Summer Exhibition
Royal Academy, London W1 (020-7300 8090, royalacademy.org.uk). Until 18 August
The Royal Academy’s annual Summer Exhibition is an event of “maddening incoherence”, but it usually also has its charms, said Alastair Sooke in The Daily Telegraph. This latest iteration, its 256th, has been overseen by the sculptor Ann Christopher, and sticks closely to the familiar template: as ever, submissions from the public are mixed in cheek-byjowl with works by members of the Academy, each of whom has the right to exhibit up to six pieces; its 1,710 works include paintings, sculptures, photographs – all for sale – and a room devoted to architecture. Yet where some recent Summer Exhibitions have at least suggested a degree of quality control on the part of their curators, I’m sad to report that this one is “a heap of tedious, shambling parochialism and humdrum bilge”. While there are some spirited submissions from amateur artists, even normally dependable professional artists seem to be operating on autopilot: Grayson Perry, for instance, seems to “cringe at being involved”, while the usually excellent Hurvin Anderson offers just two “tiny, halfbaked monochrome studies”.
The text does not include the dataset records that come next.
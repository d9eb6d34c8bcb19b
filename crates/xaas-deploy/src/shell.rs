//! Command execution.
//!
//! Tasks never spawn processes themselves. They go through [`Shell`], so a
//! [`RecordingShell`] can stand in for the system and tests can assert on
//! exactly which commands a task would have run.

use std::collections::VecDeque;
use std::io::{BufRead, Write};
use std::path::{Path, PathBuf};
use std::process::Command;

use crate::target::Remote;
use crate::{DeployError, Result};

/// Local and remote command execution.
pub trait Shell {
    /// Run a shell command line locally. Fails on a non-zero exit.
    fn local(&mut self, command: &str) -> Result<()>;

    /// Run a shell command line locally and return its trimmed stdout.
    fn local_capture(&mut self, command: &str) -> Result<String>;

    /// Run a shell command line locally and report whether it succeeded.
    /// Only a failure to start is an error.
    fn local_unchecked(&mut self, command: &str) -> Result<bool>;

    /// Run a command line on a remote host.
    fn run(&mut self, remote: &Remote, command: &str) -> Result<()>;

    /// Run a command line on a remote host as root.
    fn sudo(&mut self, remote: &Remote, command: &str) -> Result<()>;

    /// Copy a local file to a remote path.
    fn put(&mut self, remote: &Remote, source: &Path, destination: &str) -> Result<()>;

    /// Ask the operator a question and return the answer.
    fn prompt(&mut self, message: &str) -> Result<String>;
}

fn command_to_string(command: &Command) -> String {
    std::iter::once(command.get_program())
        .chain(command.get_args())
        .map(|s| s.to_string_lossy().into_owned())
        .collect::<Vec<_>>()
        .join(" ")
}

fn execute(command: &mut Command) -> Result<()> {
    let status = command
        .status()
        .map_err(|source| DeployError::ExecutionStart {
            command: command_to_string(command),
            source,
        })?;
    if !status.success() {
        return Err(DeployError::CommandFailed {
            command: command_to_string(command),
            status: status.to_string(),
        });
    }
    Ok(())
}

fn sh(command: &str) -> Command {
    let mut cmd = Command::new("sh");
    cmd.arg("-c").arg(command);
    cmd
}

/// Runs commands with `sh`, `ssh` and `scp`.
#[derive(Debug, Default)]
pub struct SystemShell;

impl SystemShell {
    fn ssh(remote: &Remote) -> Command {
        let mut cmd = Command::new("ssh");
        if remote.forward_agent {
            cmd.arg("-A");
        }
        cmd.arg(&remote.host);
        cmd
    }
}

impl Shell for SystemShell {
    fn local(&mut self, command: &str) -> Result<()> {
        tracing::info!(command, "[local]");
        execute(&mut sh(command))
    }

    fn local_capture(&mut self, command: &str) -> Result<String> {
        tracing::info!(command, "[local]");
        let mut cmd = sh(command);
        let output = cmd.output().map_err(|source| DeployError::ExecutionStart {
            command: command.to_string(),
            source,
        })?;
        if !output.status.success() {
            return Err(DeployError::CommandFailed {
                command: command.to_string(),
                status: output.status.to_string(),
            });
        }
        Ok(String::from_utf8_lossy(&output.stdout).trim().to_string())
    }

    fn local_unchecked(&mut self, command: &str) -> Result<bool> {
        tracing::info!(command, "[local]");
        let status = sh(command)
            .status()
            .map_err(|source| DeployError::ExecutionStart {
                command: command.to_string(),
                source,
            })?;
        if !status.success() {
            tracing::warn!(command, %status, "Command failed");
        }
        Ok(status.success())
    }

    fn run(&mut self, remote: &Remote, command: &str) -> Result<()> {
        tracing::info!(host = %remote.host, command, "[run]");
        execute(Self::ssh(remote).arg(command))
    }

    fn sudo(&mut self, remote: &Remote, command: &str) -> Result<()> {
        tracing::info!(host = %remote.host, command, "[sudo]");
        execute(Self::ssh(remote).arg("-t").arg(format!("sudo {command}")))
    }

    fn put(&mut self, remote: &Remote, source: &Path, destination: &str) -> Result<()> {
        tracing::info!(host = %remote.host, source = %source.display(), destination, "[put]");
        execute(
            Command::new("scp")
                .arg(source)
                .arg(format!("{}:{destination}", remote.host)),
        )
    }

    fn prompt(&mut self, message: &str) -> Result<String> {
        let mut stdout = std::io::stdout();
        let stdin_error = |source: std::io::Error| DeployError::Io {
            path: PathBuf::from("<stdin>"),
            source,
        };
        write!(stdout, "{message} ")
            .and_then(|()| stdout.flush())
            .map_err(stdin_error)?;
        let mut answer = String::new();
        std::io::stdin()
            .lock()
            .read_line(&mut answer)
            .map_err(stdin_error)?;
        Ok(answer.trim().to_string())
    }
}

/// A command a [`RecordingShell`] was asked to run.
#[derive(Debug, Clone, PartialEq, Eq)]
pub enum Call {
    /// [`Shell::local`]
    Local(String),
    /// [`Shell::local_capture`]
    Capture(String),
    /// [`Shell::local_unchecked`]
    LocalUnchecked(String),
    /// [`Shell::run`]
    Run {
        /// Remote host.
        host: String,
        /// Command line.
        command: String,
    },
    /// [`Shell::sudo`]
    Sudo {
        /// Remote host.
        host: String,
        /// Command line.
        command: String,
    },
    /// [`Shell::put`]
    Put {
        /// Remote host.
        host: String,
        /// Local file, relative to the checkout it was copied from.
        source: PathBuf,
        /// Remote path.
        destination: String,
    },
    /// [`Shell::prompt`]
    Prompt(String),
}

impl Call {
    /// Whether the call touched a remote host.
    pub fn is_remote(&self) -> bool {
        matches!(self, Call::Run { .. } | Call::Sudo { .. } | Call::Put { .. })
    }

    /// Command line of the call, if it has one.
    pub fn command(&self) -> Option<&str> {
        match self {
            Call::Local(c) | Call::Capture(c) | Call::LocalUnchecked(c) => Some(c),
            Call::Run { command, .. } | Call::Sudo { command, .. } => Some(command),
            Call::Put { .. } | Call::Prompt(_) => None,
        }
    }
}

/// Records calls instead of running them.
///
/// Captures and prompt answers are served in the order they were queued;
/// commands starting with a prefix given to [`RecordingShell::failing`] fail.
#[derive(Debug, Default)]
pub struct RecordingShell {
    calls: Vec<Call>,
    captures: VecDeque<String>,
    answers: VecDeque<String>,
    failing: Vec<String>,
    put_root: Option<PathBuf>,
}

impl RecordingShell {
    /// An empty recorder.
    pub fn new() -> Self {
        Self::default()
    }

    /// Queue the output of the next [`Shell::local_capture`].
    pub fn with_capture(mut self, output: &str) -> Self {
        self.captures.push_back(output.to_string());
        self
    }

    /// Queue the answer to the next [`Shell::prompt`].
    pub fn answering(mut self, answer: &str) -> Self {
        self.answers.push_back(answer.to_string());
        self
    }

    /// Make local commands starting with `prefix` fail.
    pub fn failing(mut self, prefix: &str) -> Self {
        self.failing.push(prefix.to_string());
        self
    }

    /// Calls recorded so far.
    pub fn calls(&self) -> &[Call] {
        &self.calls
    }

    fn fails(&self, command: &str) -> bool {
        self.failing.iter().any(|p| command.starts_with(p.as_str()))
    }

    fn record_local(&mut self, command: &str) -> Result<()> {
        // A local clone into a temp dir marks the root puts are relative to.
        if let Some(dest) = command.strip_prefix("git clone . ") {
            self.put_root = Some(PathBuf::from(dest.trim_matches('"')));
        }
        self.calls.push(Call::Local(command.to_string()));
        if self.fails(command) {
            return Err(DeployError::CommandFailed {
                command: command.to_string(),
                status: "exit status: 1".to_string(),
            });
        }
        Ok(())
    }
}

impl Shell for RecordingShell {
    fn local(&mut self, command: &str) -> Result<()> {
        self.record_local(command)
    }

    fn local_capture(&mut self, command: &str) -> Result<String> {
        self.calls.push(Call::Capture(command.to_string()));
        Ok(self.captures.pop_front().unwrap_or_default())
    }

    fn local_unchecked(&mut self, command: &str) -> Result<bool> {
        self.calls.push(Call::LocalUnchecked(command.to_string()));
        Ok(!self.fails(command))
    }

    fn run(&mut self, remote: &Remote, command: &str) -> Result<()> {
        self.calls.push(Call::Run {
            host: remote.host.clone(),
            command: command.to_string(),
        });
        Ok(())
    }

    fn sudo(&mut self, remote: &Remote, command: &str) -> Result<()> {
        self.calls.push(Call::Sudo {
            host: remote.host.clone(),
            command: command.to_string(),
        });
        Ok(())
    }

    fn put(&mut self, remote: &Remote, source: &Path, destination: &str) -> Result<()> {
        let source = match &self.put_root {
            Some(root) => source.strip_prefix(root).unwrap_or(source),
            None => source,
        };
        self.calls.push(Call::Put {
            host: remote.host.clone(),
            source: source.to_path_buf(),
            destination: destination.to_string(),
        });
        Ok(())
    }

    fn prompt(&mut self, message: &str) -> Result<String> {
        self.calls.push(Call::Prompt(message.to_string()));
        Ok(self.answers.pop_front().unwrap_or_default())
    }
}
It is “a miserable garden party of vapid good taste”, said Jonathan Jones in The Guardian. There are enough “wan landscapes” here “to fill an actual field”, most with the same “puffy clouds” and “neat gardens”. Depictions of “pampered dogs and cats” are everywhere. Yet amid the volumes of “dross”, a “few decent works crop up as if by accident”. Georg Baselitz, Rose Wylie, Sean Scully and Frank Bowling all provide “typically strong entries”. Most striking is Anselm Kiefer’s “colossal woodcut of sunflowers with black centres”, a series of “nightmare blooms” that “penetrate your imagination like ghosts on a battlefield sprouting from dead soldiers’ bones”. The real highlight is the architecture gallery, said Oliver Wainwright in the same paper. The usual collection of “little model buildings” and drawings has been transformed by the Turner Prize-winning Assemble collective. They have put together “a wonderfully diverse” room celebrating the specialists that “realise architects’ visions” – taking in everything from beautiful mosaic panels to an “immaculate scale model of a wooden staircase”.
There are numerous “pleasures” to be had, said Laura Freeman in The Times. The 86-year-old academician Norman Ackroyd is “on fighting form” with some spray-flecked etchings of the Atlantic, while David Moore and Kate Davis’s seascape of the Bass Rock, woven from the musical scores of Scottish folk songs, is both “beautiful and ingenious”. But overall, there is “too little to tickle the fancy”: some rooms are “so densely hung and cluttered” as to resemble QR codes. Even Tracey Emin disappoints with some “back-of-the-drawer works”. At its best, the Summer Exhibition is a “fun and festive” event. This one, however, is “a dirge”.